----- Data shown -----

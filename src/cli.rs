use anyhow::{Result, bail};
use clap::{ArgAction, Parser, ValueHint};
use std::path::PathBuf;

pub const DEFAULT_MAX_WORKERS: usize = 8;

#[derive(Parser, Debug)]
#[command(
    name = "beat_sync",
    version,
    about = "Re-cut a video so its scene changes land on the beats of a music track"
)]
pub struct Cli {
    /// Source video file
    #[arg(long, value_hint = ValueHint::FilePath, required_unless_present = "interactive")]
    pub video: Option<PathBuf>,

    /// Audio track whose beats drive the retiming
    #[arg(long, value_hint = ValueHint::FilePath, required_unless_present = "interactive")]
    pub audio: Option<PathBuf>,

    /// Scene change sensitivity; higher values yield fewer, larger scenes
    #[arg(long, default_value = "0.4", value_parser = validate_threshold)]
    pub threshold: f64,

    /// Parallel workers per phase (default: MAX_WORKERS env var, or 8)
    #[arg(long)]
    pub max_workers: Option<usize>,

    /// Directory that receives one timestamped workspace per run
    #[arg(long, default_value = "analysis", value_hint = ValueHint::DirPath)]
    pub base_dir: PathBuf,

    /// Open the final video with the platform default player when done
    #[arg(long, action = ArgAction::SetTrue)]
    pub play: bool,

    /// Prompt for options instead of taking flags
    #[arg(short = 'I', long, action = ArgAction::SetTrue)]
    pub interactive: bool,

    /// Show raw ffmpeg/aubio logs (useful for debugging)
    #[arg(long, action = ArgAction::SetTrue)]
    pub verbose: bool,

    /// Path to ffmpeg binary (overrides PATH lookup)
    #[arg(long, value_hint = ValueHint::ExecutablePath)]
    pub ffmpeg: Option<PathBuf>,

    /// Path to ffprobe binary (overrides PATH lookup)
    #[arg(long, value_hint = ValueHint::ExecutablePath)]
    pub ffprobe: Option<PathBuf>,

    /// Path to aubio binary (overrides PATH lookup)
    #[arg(long, value_hint = ValueHint::ExecutablePath)]
    pub aubio: Option<PathBuf>,
}

#[derive(Debug, Clone)]
pub struct AppConfig {
    pub video: PathBuf,
    pub audio: PathBuf,
    pub threshold: f64,
    pub max_workers: usize,
    pub base_dir: PathBuf,
    pub play: bool,
    pub verbose: bool,
    pub ffmpeg: Option<PathBuf>,
    pub ffprobe: Option<PathBuf>,
    pub aubio: Option<PathBuf>,
}

impl Cli {
    pub fn into_config(self) -> Result<AppConfig> {
        let Some(video) = self.video else {
            bail!("--video is required");
        };
        let Some(audio) = self.audio else {
            bail!("--audio is required");
        };
        if !video.exists() {
            bail!("Video not found: {}", video.display());
        }
        if !audio.exists() {
            bail!("Audio not found: {}", audio.display());
        }
        let max_workers = self.max_workers.unwrap_or_else(workers_from_env);
        if max_workers == 0 {
            bail!("--max-workers must be >= 1");
        }

        Ok(AppConfig {
            video,
            audio,
            threshold: self.threshold,
            max_workers,
            base_dir: self.base_dir,
            play: self.play,
            verbose: self.verbose,
            ffmpeg: self.ffmpeg,
            ffprobe: self.ffprobe,
            aubio: self.aubio,
        })
    }
}

pub fn validate_threshold(raw: &str) -> Result<f64, String> {
    let parsed: f64 = raw
        .parse()
        .map_err(|_| format!("`{raw}` must be a number"))?;
    if !parsed.is_finite() || parsed <= 0.0 || parsed > 1.0 {
        return Err("threshold must be in (0.0, 1.0]".into());
    }
    Ok(parsed)
}

/// Read once at startup; the worker bound stays fixed for the whole run.
pub fn workers_from_env() -> usize {
    std::env::var("MAX_WORKERS")
        .ok()
        .and_then(|raw| raw.parse().ok())
        .filter(|&n| n >= 1)
        .unwrap_or(DEFAULT_MAX_WORKERS)
}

-----

- _Assignment_: The answer must consist of each line from the data that includes the string "Result".

- _Expected answer_:
use anyhow::{Result, bail};
    pub fn into_config(self) -> Result<AppConfig> {
pub fn validate_threshold(raw: &str) -> Result<f64, String> {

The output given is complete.